> [TASK DATA]
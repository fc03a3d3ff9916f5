// Copyright (c) 2025 Geoffrey Huntley <ghuntley@ghuntley.com>. All rights reserved.
// SPDX-License-Identifier: Proprietary

//! Database layer for Warden.
//!
//! Repositories over a shared [`sqlx::SqlitePool`]:
//!
//! - [`secret::SecretRepository`] - versioned ciphertext rows with central
//!   soft-delete filtering
//! - [`role::RoleRepository`] - role grants per user
//! - [`share::ShareRepository`] - sharing grants with reactivating upsert
//! - [`user::UserRepository`] - principals
//!
//! Conventions: UUIDs as TEXT, timestamps as RFC 3339 TEXT, JSON as TEXT,
//! ciphertext as BLOB. Every query over secrets excludes soft-deleted rows
//! here, in the repository, so no call site can forget the filter.

pub mod error;
pub mod pool;
pub mod role;
pub mod secret;
pub mod share;
pub mod testing;
pub mod user;

pub use error::{DbError, Result};
pub use pool::create_pool;
pub use role::RoleRepository;
pub use secret::{SecretRecord, SecretRepository};
pub use share::{ShareRecord, ShareRepository};
pub use user::UserRepository;
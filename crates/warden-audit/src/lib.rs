// Copyright (c) 2025 Geoffrey Huntley <ghuntley@ghuntley.com>. All rights reserved.
// SPDX-License-Identifier: Proprietary

//! Append-only audit trail for secret operations.
//!
//! Every mutating or reading operation in the vault produces exactly one
//! [`AuditLogEntry`]. Entries are immutable facts: no update or delete is
//! exposed except the bulk age-based [`AuditTrail::purge_older_than`].
//!
//! Access control over queries is deliberately NOT enforced here; the caller
//! owning the API boundary decides which filters a principal may use.

pub mod error;
pub mod event;
pub mod trail;

pub use error::{AuditError, AuditResult};
pub use event::{AuditAction, AuditFilter, AuditLogEntry, AuditStats};
pub use trail::{AuditTrail, SqliteAuditTrail};

/// Default retention period for audit logs in days.
pub const DEFAULT_AUDIT_RETENTION_DAYS: u32 = 90;
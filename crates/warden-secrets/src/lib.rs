// Copyright (c) 2025 Geoffrey Huntley <ghuntley@ghuntley.com>. All rights reserved.
// SPDX-License-Identifier: Proprietary

//! Warden's service layer: encrypted versioned secrets, role- and
//! sharing-based authorization, account handling, and a complete audit
//! record of every operation.
//!
//! Composition is by construction: build the repositories from one
//! `SqlitePool`, a [`CryptoBox`](warden_crypto::CryptoBox) from operator key
//! material, a [`SqliteAuditTrail`](warden_audit::SqliteAuditTrail), then
//! wire [`AuthorizationEngine`], [`SecretStore`], [`SharingManager`] and
//! [`AccountManager`] on top. All of them are cheap to construct and safe to
//! share behind `Arc`.

pub mod accounts;
pub mod authz;
pub mod error;
pub mod sharing;
pub mod store;
pub mod validate;

pub use accounts::AccountManager;
pub use authz::AuthorizationEngine;
pub use error::{Result, SecretsError};
pub use sharing::{ShareView, SharingManager};
pub use store::{
	SecretAccess, SecretHandle, SecretStore, SecretSummary, SecretView, ShareInfo, VersionSummary,
};

use warden_audit::{AuditAction, AuditTrail};
use warden_auth::UserId;

/// Best-effort audit append. The trail is evidence, not a gatekeeper: a
/// failed append is logged and the business result stands.
pub(crate) async fn record_audit(
	trail: &dyn AuditTrail,
	user_id: Option<UserId>,
	action: AuditAction,
	secret_key: &str,
	metadata: serde_json::Value,
) {
	if let Err(e) = trail.log(user_id, action, secret_key, metadata).await {
		tracing::warn!(error = %e, %action, secret_key, "audit append failed");
	}
}
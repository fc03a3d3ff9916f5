// Copyright (c) 2025 Geoffrey Huntley <ghuntley@ghuntley.com>. All rights reserved.
// SPDX-License-Identifier: Proprietary

//! Centralized Argon2 construction.
//!
//! Release builds use the argon2 crate defaults (Argon2id, ~19 MiB memory).
//! Under `cfg(test)` the parameters are cut down hard so hashing-heavy test
//! suites stay fast; these weak parameters never reach a shipped binary.

use argon2::Argon2;
#[cfg(test)]
use argon2::{Algorithm, Params, Version};

#[inline]
pub(crate) fn argon2_instance() -> Argon2<'static> {
	#[cfg(test)]
	{
		let params = Params::new(1024, 1, 1, None).expect("valid test params");
		Argon2::new(Algorithm::Argon2id, Version::V0x13, params)
	}

	#[cfg(not(test))]
	{
		Argon2::default()
	}
}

> [TO DO] Work out how many lines in the entries contain "metadata" and give that number alone.

> [RESULT OF THE TASK] 2